P.S. wherever you're lurking right now Bruckie, don't take it the wrong way. Your music is pretty rad, bro.


----------



## clavichorder

So, this is both funny and maybe kind of creepy:

In this segment of my dream, my brother and I were standing by the side yard of our house, between our property and our neighbor's. Then we saw my other neighbor, who is actually a Finnish man, with a gas tank, soaking the side of their house with gasoline. This guy is a neighbor that we like, and the neighbors who were now getting gasoline poured on their house are kind of bad neighbors. And as he was lighting a match to the soaked side of the house, he said, "its time for them to remodel" in his Finnish accent. Then my brother and I got hoses and put it out after it burned a while, and the neighbors whose house was burning, seemed not to care and accept that they had a new project to work on.
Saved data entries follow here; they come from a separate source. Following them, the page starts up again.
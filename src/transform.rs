// 该文件是 Wangchuan （望川） 项目的一部分。
// src/transform.rs - 填充裁剪变换
//
// 本文件根据 Apache 许可证第 2.0 版（以下简称“许可证”）授权使用；
// 除非遵守该许可证条款，否则您不得使用本文件。
// 您可通过以下网址获取许可证副本：
// http://www.apache.org/licenses/LICENSE-2.0
// 除非适用法律要求或书面同意，根据本许可协议分发的软件均按“原样”提供，
// 不附带任何形式的明示或暗示的保证或条件。
// 有关许可权限与限制的具体条款，请参阅本许可协议。
//
// Copyright (C) 2026 Johann Li <me@qinka.pro>, Wareless Group

//! 源帧像素坐标到模型正方形画布像素坐标的仿射变换。
//!
//! 正向变换依次为：源帧中心平移到原点、按帧元数据顺时针旋转、等比缩放、
//! 平移到画布中心，前置摄像头再叠加一次关于画布中心的水平翻转。
//! 逆变换严格取正向矩阵的逆，坐标重映射也只使用它。

use serde::Deserialize;

use crate::frame::{FrameError, Rotation};

/// 2x3 仿射矩阵 `[a, b, tx, c, d, ty]`
#[derive(Debug, Clone, Copy, PartialEq)]
pub struct Affine {
  m: [f32; 6],
}

impl Default for Affine {
  fn default() -> Self {
    Self::IDENTITY
  }
}

impl Affine {
  pub const IDENTITY: Affine = Affine {
    m: [1.0, 0.0, 0.0, 0.0, 1.0, 0.0],
  };

  pub fn new(m: [f32; 6]) -> Self {
    Self { m }
  }

  pub fn translate(tx: f32, ty: f32) -> Self {
    Self::new([1.0, 0.0, tx, 0.0, 1.0, ty])
  }

  pub fn scale(sx: f32, sy: f32) -> Self {
    Self::new([sx, 0.0, 0.0, 0.0, sy, 0.0])
  }

  /// 关于原点的顺时针旋转（y 轴向下），系数取精确整数值
  pub fn rotate(rotation: Rotation) -> Self {
    let (cos, sin) = match rotation {
      Rotation::Deg0 => (1.0, 0.0),
      Rotation::Deg90 => (0.0, 1.0),
      Rotation::Deg180 => (-1.0, 0.0),
      Rotation::Deg270 => (0.0, -1.0),
    };
    Self::new([cos, -sin, 0.0, sin, cos, 0.0])
  }

  /// 先应用 `self`，再应用 `next`
  pub fn then(&self, next: &Affine) -> Affine {
    let [a1, b1, t1, c1, d1, u1] = self.m;
    let [a2, b2, t2, c2, d2, u2] = next.m;
    Affine::new([
      a2 * a1 + b2 * c1,
      a2 * b1 + b2 * d1,
      a2 * t1 + b2 * u1 + t2,
      c2 * a1 + d2 * c1,
      c2 * b1 + d2 * d1,
      c2 * t1 + d2 * u1 + u2,
    ])
  }

  pub fn apply(&self, x: f32, y: f32) -> (f32, f32) {
    let [a, b, tx, c, d, ty] = self.m;
    (a * x + b * y + tx, c * x + d * y + ty)
  }

  pub fn invert(&self) -> Option<Affine> {
    let [a, b, tx, c, d, ty] = self.m;
    let det = a * d - b * c;
    // 缩放可以非常小，只排除真正奇异的矩阵
    if det == 0.0 || !det.is_finite() {
      return None;
    }
    let (ia, ib, ic, id) = (d / det, -b / det, -c / det, a / det);
    Some(Affine::new([
      ia,
      ib,
      -(ia * tx + ib * ty),
      ic,
      id,
      -(ic * tx + id * ty),
    ]))
  }

  pub fn coefficients(&self) -> [f32; 6] {
    self.m
  }
}

/// 缩放策略
#[derive(Debug, Clone, Copy, PartialEq, Eq, Default, Deserialize)]
#[serde(rename_all = "snake_case")]
pub enum ScaleMode {
  /// 取较大的缩放因子，画布被完全覆盖，超出部分裁掉
  #[default]
  Fill,
  /// 取较小的缩放因子，整幅图像可见，空白处填充
  Fit,
}

/// 单帧的填充裁剪变换参数
#[derive(Debug, Clone, Copy, PartialEq)]
pub struct LetterboxTransform {
  src_width: u32,
  src_height: u32,
  side: u32,
  rotation: Rotation,
  mirror: bool,
  mode: ScaleMode,
  scale: f32,
  offset: (f32, f32),
  forward: Affine,
  inverse: Affine,
}

impl LetterboxTransform {
  pub fn new(
    src_width: u32,
    src_height: u32,
    side: u32,
    rotation: Rotation,
    mirror: bool,
    mode: ScaleMode,
  ) -> Result<Self, FrameError> {
    if src_width == 0 || src_height == 0 {
      return Err(FrameError::ZeroDimension {
        width: src_width,
        height: src_height,
      });
    }
    if side == 0 {
      return Err(FrameError::ZeroDimension {
        width: side,
        height: side,
      });
    }

    let (sw, sh) = (src_width as f32, src_height as f32);
    let (uw, uh) = if rotation.is_transposed() {
      (sh, sw)
    } else {
      (sw, sh)
    };
    let side_f = side as f32;
    let (scale_x, scale_y) = (side_f / uw, side_f / uh);
    let scale = match mode {
      ScaleMode::Fill => scale_x.max(scale_y),
      ScaleMode::Fit => scale_x.min(scale_y),
    };
    let half = side_f / 2.0;
    let offset = (half - uw * scale / 2.0, half - uh * scale / 2.0);

    let mut forward = Affine::translate(-sw / 2.0, -sh / 2.0)
      .then(&Affine::rotate(rotation))
      .then(&Affine::scale(scale, scale))
      .then(&Affine::translate(half, half));
    if mirror {
      forward = forward.then(&Affine::new([-1.0, 0.0, side_f, 0.0, 1.0, 0.0]));
    }
    let inverse = forward.invert().ok_or(FrameError::SingularTransform {
      width: src_width,
      height: src_height,
      side,
    })?;

    Ok(Self {
      src_width,
      src_height,
      side,
      rotation,
      mirror,
      mode,
      scale,
      offset,
      forward,
      inverse,
    })
  }

  /// 源帧像素 → 画布像素
  pub fn forward(&self) -> &Affine {
    &self.forward
  }

  /// 画布像素 → 源帧像素
  pub fn inverse(&self) -> &Affine {
    &self.inverse
  }

  pub fn scale(&self) -> f32 {
    self.scale
  }

  /// 转正后的图像左上角落在画布上的像素位置（填充裁剪时为负）
  pub fn offset(&self) -> (f32, f32) {
    self.offset
  }

  pub fn side(&self) -> u32 {
    self.side
  }

  pub fn source_size(&self) -> (u32, u32) {
    (self.src_width, self.src_height)
  }

  /// 旋转后的图像尺寸
  pub fn upright_size(&self) -> (u32, u32) {
    if self.rotation.is_transposed() {
      (self.src_height, self.src_width)
    } else {
      (self.src_width, self.src_height)
    }
  }

  pub fn rotation(&self) -> Rotation {
    self.rotation
  }

  pub fn mirror(&self) -> bool {
    self.mirror
  }

  pub fn mode(&self) -> ScaleMode {
    self.mode
  }

  /// 归一化画布坐标 → 归一化转正图像坐标，不处理镜像
  pub fn canvas_to_upright(&self, x: f32, y: f32) -> (f32, f32) {
    let (uw, uh) = self.upright_size();
    let side = self.side as f32;
    (
      (x * side - self.offset.0) / (self.scale * uw as f32),
      (y * side - self.offset.1) / (self.scale * uh as f32),
    )
  }

  /// 归一化转正图像坐标 → 归一化画布坐标，不处理镜像
  pub fn upright_to_canvas(&self, x: f32, y: f32) -> (f32, f32) {
    let (uw, uh) = self.upright_size();
    let side = self.side as f32;
    (
      (x * self.scale * uw as f32 + self.offset.0) / side,
      (y * self.scale * uh as f32 + self.offset.1) / side,
    )
  }
}

#[cfg(test)]
mod tests {
  use super::*;

  const EPS: f32 = 1e-3;

  fn close(a: (f32, f32), b: (f32, f32)) -> bool {
    (a.0 - b.0).abs() < EPS && (a.1 - b.1).abs() < EPS
  }

  #[test]
  fn same_size_without_rotation_is_identity() {
    let t = LetterboxTransform::new(320, 320, 320, Rotation::Deg0, false, ScaleMode::Fill).unwrap();
    assert!(close(t.forward().apply(10.0, 20.0), (10.0, 20.0)));
    assert_eq!(t.offset(), (0.0, 0.0));
  }

  #[test]
  fn fill_takes_larger_scale_and_fit_smaller() {
    let fill =
      LetterboxTransform::new(640, 480, 320, Rotation::Deg0, false, ScaleMode::Fill).unwrap();
    let fit = LetterboxTransform::new(640, 480, 320, Rotation::Deg0, false, ScaleMode::Fit).unwrap();
    assert!((fill.scale() - 320.0 / 480.0).abs() < 1e-6);
    assert!((fit.scale() - 0.5).abs() < 1e-6);
    // 填充裁剪时画布四角都来自源帧内部
    for (x, y) in [(0.0, 0.0), (320.0, 0.0), (0.0, 320.0), (320.0, 320.0)] {
      let (sx, sy) = fill.inverse().apply(x, y);
      assert!((-EPS..=640.0 + EPS).contains(&sx));
      assert!((-EPS..=480.0 + EPS).contains(&sy));
    }
    assert!(close(fit.offset(), (0.0, 40.0)));
  }

  #[test]
  fn tiny_scale_still_has_exact_inverse() {
    let t = LetterboxTransform::new(8000, 8000, 2, Rotation::Deg0, false, ScaleMode::Fill).unwrap();
    for (x, y) in [(4000.0, 4000.0), (0.0, 0.0), (8000.0, 2000.0)] {
      let (cx, cy) = t.forward().apply(x, y);
      let (sx, sy) = t.inverse().apply(cx, cy);
      assert!((sx - x).abs() < 0.5 && (sy - y).abs() < 0.5, "({}, {})", sx, sy);
    }
  }

  #[test]
  fn singular_matrix_has_no_inverse() {
    assert!(Affine::scale(0.0, 1.0).invert().is_none());
    assert!(Affine::scale(f32::INFINITY, 1.0).invert().is_none());
    assert!(Affine::scale(1e-4, 1e-4).invert().is_some());
  }

  #[test]
  fn quarter_turn_moves_top_left_to_top_right() {
    let t = LetterboxTransform::new(640, 480, 320, Rotation::Deg90, false, ScaleMode::Fill).unwrap();
    assert_eq!(t.upright_size(), (480, 640));
    let (x, y) = t.forward().apply(0.0, 0.0);
    assert!((x - 320.0).abs() < EPS);
    assert!((y - (160.0 - 640.0 * t.scale() / 2.0)).abs() < EPS);
  }

  #[test]
  fn mirror_flips_about_canvas_center() {
    let plain =
      LetterboxTransform::new(640, 480, 320, Rotation::Deg0, false, ScaleMode::Fill).unwrap();
    let mirrored =
      LetterboxTransform::new(640, 480, 320, Rotation::Deg0, true, ScaleMode::Fill).unwrap();
    let (px, py) = plain.forward().apply(100.0, 50.0);
    let (mx, my) = mirrored.forward().apply(100.0, 50.0);
    assert!((px + mx - 320.0).abs() < EPS);
    assert!((py - my).abs() < EPS);
  }

  #[test]
  fn inverse_round_trips_every_orientation() {
    for rotation in Rotation::ALL {
      for mirror in [false, true] {
        let t = LetterboxTransform::new(1280, 720, 640, rotation, mirror, ScaleMode::Fill).unwrap();
        for p in [(0.0, 0.0), (640.0, 360.0), (1000.5, 12.25)] {
          let (cx, cy) = t.forward().apply(p.0, p.1);
          let back = t.inverse().apply(cx, cy);
          assert!(close(back, p), "{:?} {} {:?} -> {:?}", rotation, mirror, p, back);
        }
      }
    }
  }

  #[test]
  fn upright_mapping_is_centered() {
    let t = LetterboxTransform::new(640, 480, 320, Rotation::Deg270, false, ScaleMode::Fill).unwrap();
    assert!(close(t.canvas_to_upright(0.5, 0.5), (0.5, 0.5)));
    let (u, v) = t.canvas_to_upright(0.1, 0.9);
    assert!(close(t.upright_to_canvas(u, v), (0.1, 0.9)));
  }

  #[test]
  fn rejects_zero_sizes() {
    assert!(LetterboxTransform::new(0, 10, 320, Rotation::Deg0, false, ScaleMode::Fill).is_err());
    assert!(LetterboxTransform::new(10, 10, 0, Rotation::Deg0, false, ScaleMode::Fill).is_err());
  }
}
That's the more 'real' part of that night of dreaming. Here is a taste of how the rest went:

There was one point in that night of dreaming
Where I had government people chasing me.
And they put me into this world that was 2 dimensional.
Where I was a bead.
And the king of that world was called Saladin.
And I had offended Saladin.



Not joking.


----------



## Huilunsoittaja

Last night, I found this book that was Russian. Staring at it a little longer, I started seeing words in Russian I recognized. I turned a page, and on one side was a video which I could start playing. I clicked on it, or touched it? And it came to life. Somehow I got sucked in I think? And there I was, standing with Glazunov. Some relatives were around him, had no idea who they were. Some talked to me once in a while, but I was mostly talking to him, for a whole hour! It was... surreal... but I knew it was him somehow. He spoke perfect English, I should have known it was a dream from the start but whatever, I fell for it lol

I asked him why he frowns so much, if it was intentional, but he said it wasn't. I also asked him how it was possible he could make music that was completely opposite of his mood, and he said it wasn't that impossible. (He said a lot of enigmatic things over the whole conversation.) He somehow presented to me (through the book?) a romantic-sounding Scriabin piano piece which was labelled op. 95... "95?" I wondered. "Right" he said. Even in my dream I could perceive something illogical but I took him at his word. :lol: I seemed to be inside the book at the same time, seeing more videos, such as people walking about outdoors in a naturey area in 1914. I did a lot of talking and commenting on it for sure. I mentioned the War and about how Glazunov threatened to imprison one of the professors who wouldn't assist him in trying to save his students from the draft, and he just shrugged and said nothing. Further developing the subject of all the students getting drafted and dying, a lady in the company (who it was I have no idea) said, "Yes, he was crying his eyes out and praying for days about it!" and then he enigmatically and darkly replied: "That's not all I was praying about..." 

I think I may have asked other things, but that's the last thing I remembered from last night before waking up.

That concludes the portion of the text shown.